Action item → From the records below, take each line where the string "into" shows up and copy it.

Materials provided →
+++

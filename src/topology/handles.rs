//! Strong, zero-cost handles for simplices.
//!
//! Every simplex in a complex is referred to by an opaque handle: a typed
//! index into its kind's slot arena. `Handle<K>` wraps an `i32` where `-1`
//! is reserved as the invalid/sentinel value, and is parameterised by an
//! uninhabited kind tag so that handles of different simplex kinds can never
//! be mixed up at compile time.
//!
//! This module provides:
//! - A transparent `Handle<K>` newtype with the same layout as `i32`.
//! - The four kind tags and the sealed [`SimplexKind`] trait tying them
//!   together.
//! - Implementations of the common traits (`Debug`, `Display`, ordering,
//!   hashing) so handles can be used in maps, sets, and printed easily.

use crate::mesh_error::SimplexMeshError;
use std::cmp::Ordering;
use std::fmt;
use std::hash::{Hash, Hasher};
use std::marker::PhantomData;

mod sealed {
    pub trait Sealed {}
}

/// Marker trait for the four simplex kinds. Sealed: the only implementors
/// are [`Vertex`], [`Edge`], [`Face`] and [`Tet`].
pub trait SimplexKind: sealed::Sealed + 'static {
    /// Kind name used in `Debug` output and validation messages.
    const NAME: &'static str;
}

/// Kind tag for 0-cells.
pub enum Vertex {}
/// Kind tag for 1-cells.
pub enum Edge {}
/// Kind tag for triangle 2-cells.
pub enum Face {}
/// Kind tag for tetrahedral 3-cells.
pub enum Tet {}

impl sealed::Sealed for Vertex {}
impl sealed::Sealed for Edge {}
impl sealed::Sealed for Face {}
impl sealed::Sealed for Tet {}

impl SimplexKind for Vertex {
    const NAME: &'static str = "vertex";
}
impl SimplexKind for Edge {
    const NAME: &'static str = "edge";
}
impl SimplexKind for Face {
    const NAME: &'static str = "face";
}
impl SimplexKind for Tet {
    const NAME: &'static str = "tet";
}

/// An opaque typed index into a simplex arena.
///
/// Handles are plain values: equality and ordering compare the index, and a
/// negative index means *invalid*. The integer must never be interpreted as
/// a position in space; it is only an arena slot, and slots are reused after
/// deletion.
#[repr(transparent)]
pub struct Handle<K: SimplexKind> {
    idx: i32,
    _kind: PhantomData<K>,
}

/// Handle for referring to a vertex.
pub type VertexHandle = Handle<Vertex>;
/// Handle for referring to an edge.
pub type EdgeHandle = Handle<Edge>;
/// Handle for referring to a face.
pub type FaceHandle = Handle<Face>;
/// Handle for referring to a tet.
pub type TetHandle = Handle<Tet>;

impl<K: SimplexKind> Handle<K> {
    /// Wrap an arena slot. Crate-internal: only the complex mints live handles.
    #[inline]
    pub(crate) const fn from_index(idx: usize) -> Self {
        Handle {
            idx: idx as i32,
            _kind: PhantomData,
        }
    }

    /// The invalid sentinel handle.
    #[inline]
    pub const fn invalid() -> Self {
        Handle {
            idx: -1,
            _kind: PhantomData,
        }
    }

    /// Whether this handle refers to an arena slot at all. A valid handle may
    /// still be dead if its simplex has since been deleted; use the
    /// complex's existence predicates for liveness.
    #[inline]
    pub const fn is_valid(&self) -> bool {
        self.idx >= 0
    }

    /// The raw slot index, `-1` if invalid.
    #[inline]
    pub const fn idx(&self) -> i32 {
        self.idx
    }

    /// The slot index as `usize`. Caller must have checked validity.
    #[inline]
    pub(crate) fn index(&self) -> usize {
        debug_assert!(self.is_valid());
        self.idx as usize
    }
}

// Manual trait impls: the derive machinery would put bounds on the phantom
// kind tag, which is never instantiated.

impl<K: SimplexKind> Clone for Handle<K> {
    #[inline]
    fn clone(&self) -> Self {
        *self
    }
}
impl<K: SimplexKind> Copy for Handle<K> {}

impl<K: SimplexKind> Default for Handle<K> {
    #[inline]
    fn default() -> Self {
        Self::invalid()
    }
}

impl<K: SimplexKind> PartialEq for Handle<K> {
    #[inline]
    fn eq(&self, other: &Self) -> bool {
        self.idx == other.idx
    }
}
impl<K: SimplexKind> Eq for Handle<K> {}

impl<K: SimplexKind> PartialOrd for Handle<K> {
    #[inline]
    fn partial_cmp(&self, other: &Self) -> Option<Ordering> {
        Some(self.cmp(other))
    }
}
impl<K: SimplexKind> Ord for Handle<K> {
    #[inline]
    fn cmp(&self, other: &Self) -> Ordering {
        self.idx.cmp(&other.idx)
    }
}

impl<K: SimplexKind> Hash for Handle<K> {
    #[inline]
    fn hash<H: Hasher>(&self, state: &mut H) {
        self.idx.hash(state);
    }
}

impl<K: SimplexKind> fmt::Debug for Handle<K> {
    fn fmt(&self, f: &mut fmt::Formatter<'_>) -> fmt::Result {
        write!(f, "{}#{}", K::NAME, self.idx)
    }
}

/// Prints the numeric slot index without any wrapper text.
impl<K: SimplexKind> fmt::Display for Handle<K> {
    fn fmt(&self, f: &mut fmt::Formatter<'_>) -> fmt::Result {
        write!(f, "{}", self.idx)
    }
}

impl<K: SimplexKind> TryFrom<usize> for Handle<K> {
    type Error = SimplexMeshError;

    /// Build a handle from a raw slot index. Fails if the index does not fit
    /// the `i32` payload.
    #[inline]
    fn try_from(raw: usize) -> Result<Self, SimplexMeshError> {
        if raw > i32::MAX as usize {
            return Err(SimplexMeshError::HandleIndexOverflow(raw));
        }
        Ok(Handle::from_index(raw))
    }
}

#[cfg(test)]
mod layout_tests {
    //! Compile-time assertion that handles have the same size as `i32`.
    use super::*;
    use static_assertions::{assert_eq_align, assert_eq_size};

    assert_eq_size!(VertexHandle, i32);
    assert_eq_size!(TetHandle, i32);
    assert_eq_align!(EdgeHandle, i32);
}

#[cfg(test)]
mod tests {
    use super::*;

    #[test]
    fn default_is_invalid() {
        let h = VertexHandle::default();
        assert!(!h.is_valid());
        assert_eq!(h, VertexHandle::invalid());
        assert_eq!(h.idx(), -1);
    }

    #[test]
    fn try_from_and_idx() -> Result<(), SimplexMeshError> {
        let h = EdgeHandle::try_from(42usize)?;
        assert!(h.is_valid());
        assert_eq!(h.idx(), 42);
        Ok(())
    }

    #[test]
    fn try_from_overflow_fails() {
        let raw = i32::MAX as usize + 1;
        assert_eq!(
            FaceHandle::try_from(raw).unwrap_err(),
            SimplexMeshError::HandleIndexOverflow(raw)
        );
    }

    #[test]
    fn ordering_and_hash() {
        let a = TetHandle::from_index(1);
        let b = TetHandle::from_index(2);
        assert!(a < b);
        use std::collections::HashSet;
        let mut set = HashSet::new();
        set.insert(a);
        set.insert(b);
        set.insert(a);
        assert_eq!(set.len(), 2);
    }

    #[test]
    fn debug_and_display() {
        let h = VertexHandle::from_index(7);
        assert_eq!(format!("{h:?}"), "vertex#7");
        assert_eq!(format!("{h}"), "7");
    }

    #[test]
    fn copy_and_eq() {
        let h = FaceHandle::from_index(5);
        let g = h;
        assert_eq!(h, g);
        assert_ne!(h, FaceHandle::invalid());
    }
}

+++

Solution for this problem →
//! index into its kind's slot arena. `Handle<K>` wraps an `i32` where `-1`
/// An opaque typed index into a simplex arena.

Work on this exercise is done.